Es wäre diesen Sommer die zehnte «muri nights» im Klosterhof geworden. Aber das Organisationskomitee und das Kino-Mansarde-Team haben beschlossen, darauf zu verzichten - «aus personellen Gründen», wie es in einer dürren Mitteilung heisst.

«Es gab Differenzen», räumt Reto Holzgang, Präsident des Filmklubs Muri ein, ohne detailliert auf den internen Knatsch eingehen zu wollen.

Der Versuch, eine bescheidenere Form des Anlasses auf die Beine zu stellen, scheiterte.

«Deshalb haben wir beschlossen, den beliebten Film- und Livemusikanlass mit frischem Elan im Juli 2014 wieder auf die Beine zu stellen», sagt Holzgang.

Bedingungen gestellt

Die «muri nights» wurden bisher jeweils von einem bis zu fünfköpfigen Organisationskomitee auf die Beine gestellt.

Zwei Personen sollen im Zusammenhang mit der neuen Führung des Filmklubs – Holzgang ist seit 2010 Präsident des Vereins – Bedingungen für die Weiterarbeit im Organisationskomitee «muri nights» gestellt haben. Auf diese konnte oder wollte der Vorstand nicht eintreten.

Holzgang will zu Vereinsinterna keine Aussagen machen, bestätigt jedoch, dass nach den erfolgten Diskussionen für die Durchführung des Anlasses «etwas die Luft raus war».

Den Entscheid, dieses Jahr auf «muri nights» zu verzichten, müsse man auch vor dem Hintergrund des enormen Organisationsaufwandes sehen, hält Holzgang fest.

«Da sind fünf Leute vom Kinoteam ein volles Jahr lang an der Arbeit. Wenn diese Zusammenarbeit nicht optimal funktioniert, ist es sinnvoller, einmal zu pausieren und sich neu zu orientieren», betont er.

Kino nicht gefährdet

Auswirkungen auf das Murianer Kino Mansarde haben die vereinsinternen Diskussionen nicht, wie Holzgang bekräftigt. Aber auch hier ist ein Umbruch im Gange:

Im Herbst sind vier Abgänge im 18-köpfigen Vorstand zu ersetzen. «Wir suchen neue Leute», erklärt der Präsident.
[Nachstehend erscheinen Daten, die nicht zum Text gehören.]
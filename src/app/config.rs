use crate::store::{LocalStore, UPLOADS_DIR};
use crate::utils::expand_tilde;
use anyhow::Result;
use crossterm::event::KeyCode;
use serde::{Deserialize, Serialize};
use std::fs;
use std::path::PathBuf;
use std::time::Duration;

#[derive(Debug, Clone, Serialize, Deserialize, Default)]
pub struct Config {
    #[serde(default)]
    pub network: NetworkConfig,
    #[serde(default)]
    pub storage: StorageConfig,
    #[serde(default)]
    pub display: DisplayConfig,
    #[serde(default)]
    pub theme: ThemeConfig,
    #[serde(default)]
    pub keybindings: KeybindingsConfig,
}

/// HTTP fetch policy. Requests are never retried.
#[derive(Debug, Clone, Serialize, Deserialize)]
pub struct NetworkConfig {
    /// Overall request timeout (seconds)
    #[serde(default = "default_timeout_secs")]
    pub timeout_secs: u64,
    /// TCP connect timeout (seconds)
    #[serde(default = "default_connect_timeout_secs")]
    pub connect_timeout_secs: u64,
}

fn default_timeout_secs() -> u64 {
    30
}

fn default_connect_timeout_secs() -> u64 {
    10
}

#[derive(Debug, Clone, Serialize, Deserialize)]
pub struct StorageConfig {
    /// Downloads directory; unset means `$HOME/Downloads` (`%USERPROFILE%` on Windows)
    #[serde(default)]
    pub downloads_dir: Option<String>,
    /// Where uploaded wallpapers are saved, relative to the working directory
    #[serde(default = "default_uploads_dir")]
    pub uploads_dir: String,
}

fn default_uploads_dir() -> String {
    UPLOADS_DIR.to_string()
}

#[derive(Debug, Clone, Serialize, Deserialize)]
pub struct DisplayConfig {
    /// Fetch a preview image for the highlighted list entry
    #[serde(default = "default_list_preview")]
    pub list_preview: bool,
}

fn default_list_preview() -> bool {
    true
}

#[derive(Debug, Clone, Serialize, Deserialize)]
#[serde(default)]
pub struct ThemeConfig {
    pub mode: String, // "auto", "light", "dark"
}

/// Missing keys keep their default binding.
#[derive(Debug, Clone, Serialize, Deserialize)]
#[serde(default)]
pub struct KeybindingsConfig {
    pub view: String,
    pub back: String,
    pub download: String,
    pub apply: String,
    pub info: String,
    pub search: String,
    pub upload: String,
    pub quit: String,
}

impl Default for NetworkConfig {
    fn default() -> Self {
        Self {
            timeout_secs: default_timeout_secs(),
            connect_timeout_secs: default_connect_timeout_secs(),
        }
    }
}

impl Default for StorageConfig {
    fn default() -> Self {
        Self {
            downloads_dir: None,
            uploads_dir: default_uploads_dir(),
        }
    }
}

impl Default for DisplayConfig {
    fn default() -> Self {
        Self {
            list_preview: default_list_preview(),
        }
    }
}

impl Default for ThemeConfig {
    fn default() -> Self {
        Self {
            mode: "auto".to_string(),
        }
    }
}

impl Default for KeybindingsConfig {
    fn default() -> Self {
        Self {
            view: "Enter".to_string(),
            back: "b".to_string(),
            download: "d".to_string(),
            apply: "a".to_string(),
            info: "i".to_string(),
            search: "/".to_string(),
            upload: "u".to_string(),
            quit: "q".to_string(),
        }
    }
}

impl KeybindingsConfig {
    /// Parse a keybinding string into a KeyCode
    pub fn parse_key(s: &str) -> Option<KeyCode> {
        let s = s.trim();

        // Single character
        if s.chars().count() == 1 {
            if let Some(ch) = s.chars().next() {
                return Some(KeyCode::Char(ch));
            }
        }

        // Named keys (case insensitive)
        match s.to_lowercase().as_str() {
            "enter" | "return" => Some(KeyCode::Enter),
            "esc" | "escape" => Some(KeyCode::Esc),
            "tab" => Some(KeyCode::Tab),
            "backtab" | "shift+tab" | "s-tab" => Some(KeyCode::BackTab),
            "space" => Some(KeyCode::Char(' ')),
            "backspace" => Some(KeyCode::Backspace),
            "delete" | "del" => Some(KeyCode::Delete),
            "home" => Some(KeyCode::Home),
            "end" => Some(KeyCode::End),
            "pageup" | "pgup" => Some(KeyCode::PageUp),
            "pagedown" | "pgdn" => Some(KeyCode::PageDown),
            "up" | "arrow_up" => Some(KeyCode::Up),
            "down" | "arrow_down" => Some(KeyCode::Down),
            "left" | "arrow_left" => Some(KeyCode::Left),
            "right" | "arrow_right" => Some(KeyCode::Right),
            other => other
                .strip_prefix('f')
                .and_then(|n| n.parse::<u8>().ok())
                .filter(|n| (1..=12).contains(n))
                .map(KeyCode::F),
        }
    }

    /// Check if a KeyCode matches a keybinding
    pub fn matches(&self, key: KeyCode, binding: &str) -> bool {
        Self::parse_key(binding) == Some(key)
    }
}

impl Config {
    /// Return the path to the configuration file.
    pub fn config_path() -> PathBuf {
        directories::ProjectDirs::from("com", "mrmattias", "wallbrowse")
            .map(|dirs| dirs.config_dir().to_path_buf())
            .unwrap_or_else(|| PathBuf::from("."))
            .join("config.toml")
    }

    /// Load config from file, creating default if missing or corrupt.
    pub fn load() -> Result<Self> {
        let path = Self::config_path();

        if path.exists() {
            let data = fs::read_to_string(&path)?;
            match toml::from_str::<Config>(&data) {
                Ok(config) => Ok(config),
                Err(e) => {
                    tracing::warn!("failed to parse config at {}: {}", path.display(), e);
                    eprintln!(
                        "Warning: Failed to parse config at {}: {}",
                        path.display(),
                        e
                    );
                    eprintln!("Using default configuration.");
                    Ok(Config::default())
                }
            }
        } else {
            // Create default config.
            let config = Config::default();
            config.save()?;
            Ok(config)
        }
    }

    /// Save config to file.
    pub fn save(&self) -> Result<()> {
        let path = Self::config_path();

        if let Some(parent) = path.parent() {
            fs::create_dir_all(parent)?;
        }

        let data = toml::to_string_pretty(self)?;
        fs::write(&path, data)?;

        Ok(())
    }

    pub fn timeouts(&self) -> (Duration, Duration) {
        (
            Duration::from_secs(self.network.connect_timeout_secs),
            Duration::from_secs(self.network.timeout_secs),
        )
    }

    /// Build the local store, preferring an explicit downloads directory.
    pub fn local_store(&self, downloads_dir: Option<PathBuf>) -> LocalStore {
        let downloads = downloads_dir.or_else(|| {
            self.storage
                .downloads_dir
                .as_deref()
                .filter(|d| !d.trim().is_empty())
                .map(expand_tilde)
        });
        LocalStore::new(downloads, expand_tilde(&self.storage.uploads_dir))
    }
}

#[cfg(test)]
mod tests {
    use super::*;

    #[test]
    fn parse_single_characters_and_names() {
        assert_eq!(KeybindingsConfig::parse_key("d"), Some(KeyCode::Char('d')));
        assert_eq!(KeybindingsConfig::parse_key("/"), Some(KeyCode::Char('/')));
        assert_eq!(KeybindingsConfig::parse_key(" Enter "), Some(KeyCode::Enter));
        assert_eq!(KeybindingsConfig::parse_key("ESC"), Some(KeyCode::Esc));
        assert_eq!(KeybindingsConfig::parse_key("space"), Some(KeyCode::Char(' ')));
        assert_eq!(KeybindingsConfig::parse_key("F5"), Some(KeyCode::F(5)));
        assert_eq!(KeybindingsConfig::parse_key("f13"), None);
        assert_eq!(KeybindingsConfig::parse_key("ctrl+x"), None);
    }

    #[test]
    fn default_bindings_match_expected_keys() {
        let kb = KeybindingsConfig::default();
        assert!(kb.matches(KeyCode::Char('d'), &kb.download));
        assert!(kb.matches(KeyCode::Enter, &kb.view));
        assert!(!kb.matches(KeyCode::Char('x'), &kb.quit));
    }

    #[test]
    fn partial_file_fills_in_defaults() {
        let config: Config = toml::from_str(
            r#"
            [network]
            timeout_secs = 5

            [storage]
            downloads_dir = "/tmp/walls"
            "#,
        )
        .expect("parse");

        assert_eq!(config.network.timeout_secs, 5);
        assert_eq!(config.network.connect_timeout_secs, 10);
        assert_eq!(config.storage.uploads_dir, "uploaded_wallpapers");
        assert!(config.display.list_preview);
        assert_eq!(config.keybindings.apply, "a");
    }

    #[test]
    fn partial_keybindings_keep_other_defaults() {
        let config: Config = toml::from_str(
            r#"
            [keybindings]
            download = "D"
            "#,
        )
        .expect("parse");

        assert_eq!(config.keybindings.download, "D");
        assert_eq!(config.keybindings.back, "b");
        assert_eq!(config.theme.mode, "auto");
    }

    #[test]
    fn local_store_prefers_explicit_directory() {
        let mut config = Config::default();
        config.storage.downloads_dir = Some("/from/config".to_string());

        let store = config.local_store(Some(PathBuf::from("/from/flag")));
        assert_eq!(store.downloads_dir().expect("dir"), PathBuf::from("/from/flag"));

        let store = config.local_store(None);
        assert_eq!(store.downloads_dir().expect("dir"), PathBuf::from("/from/config"));
        assert_eq!(store.uploads_dir(), std::path::Path::new("uploaded_wallpapers"));
    }
}
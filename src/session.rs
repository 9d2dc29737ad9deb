use crate::catalog::WallpaperRecord;
use std::collections::HashSet;

/// Which screen the browser is showing.
#[derive(Debug, Clone, PartialEq, Eq, Default)]
pub enum View {
    #[default]
    List,
    Detail(WallpaperRecord),
}

/// Per-session browser state. Lives only as long as the process.
///
/// `downloaded` is a same-session fast path; the file on disk remains the
/// authoritative download marker.
#[derive(Debug, Clone, Default, PartialEq, Eq)]
pub struct SessionState {
    pub downloaded: HashSet<String>,
    pub applied: HashSet<String>,
    pub view: View,
}

impl SessionState {
    pub fn new() -> Self {
        Self::default()
    }

    /// The record open in the detail view, if any.
    pub fn selected_wallpaper(&self) -> Option<&WallpaperRecord> {
        match &self.view {
            View::Detail(record) => Some(record),
            View::List => None,
        }
    }

    pub fn is_list_view(&self) -> bool {
        matches!(self.view, View::List)
    }

    pub fn is_downloaded(&self, name: &str) -> bool {
        self.downloaded.contains(name)
    }

    pub fn is_applied(&self, name: &str) -> bool {
        self.applied.contains(name)
    }
}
Gleichzeitig ist eine Arbeitsgruppe daran, die Organisation des Vereins zu überprüfen und allenfalls neu auszurichten.

«Mit der ganzen Digitalisierung und dem massiven Ausbau des Programms ist es nötig geworden, die bestehenden Strukturen einmal genauer anzuschauen», sagt er.

Eine Möglichkeit wäre beispielsweise, das Kino Mansarde durch eine kleine, aber flexible Geschäftsleitung zu führen sowie verschiedene Kernteams zu bilden.

«Früher machte jeder alles. Das geht heute nicht mehr.» Überdies ist der Murianer Filmklub daran, mit der Gemeinde ein Umbauprojekt für das Kino Mansarde zu diskutieren. «Aber da ist noch nichts spruchreif.»

Traditionsreicher Verein

Der Filmklub Muri wurde 1976 gegründet. Der erste Film – «Harold and Maude» von Hals Ashby – wurde im damaligen Murianer Kino Pax (heutiges Radio- und TV-Geschäft Pabst) gezeigt.

Damals setzte sich der Verein zum Ziel, als Kontrast zu den Spaghetti-Western, die in den Landkinos liefen, den modernen, engagierten und künstlerisch wertvollen Film ins Freiamt zu bringen.

Im Dezember 1998 konnte der 50 000. Besucher gefeiert werden, im September 2011 der 100 000. Im gleichen Jahr sprachen sich die Mitglieder für den Kauf eines 110 000 Franken teuren Digitalbeamers aus und sicherten damit die Zukunft des Kinos im Klosterestrich.

Reto Holzgang ist der dritte Präsident des Klubs; er löste 2010 Hardy Ketterer ab, der den Verein 23 Jahre geführt hatte. Der TV-Journalist war bis vor einem Jahr als OK-Chef und -Mitglied auch Mitorganisator von «muri nights», die ursprünglich als Film Open-Airs begannen, an vorderster Front mit dabei.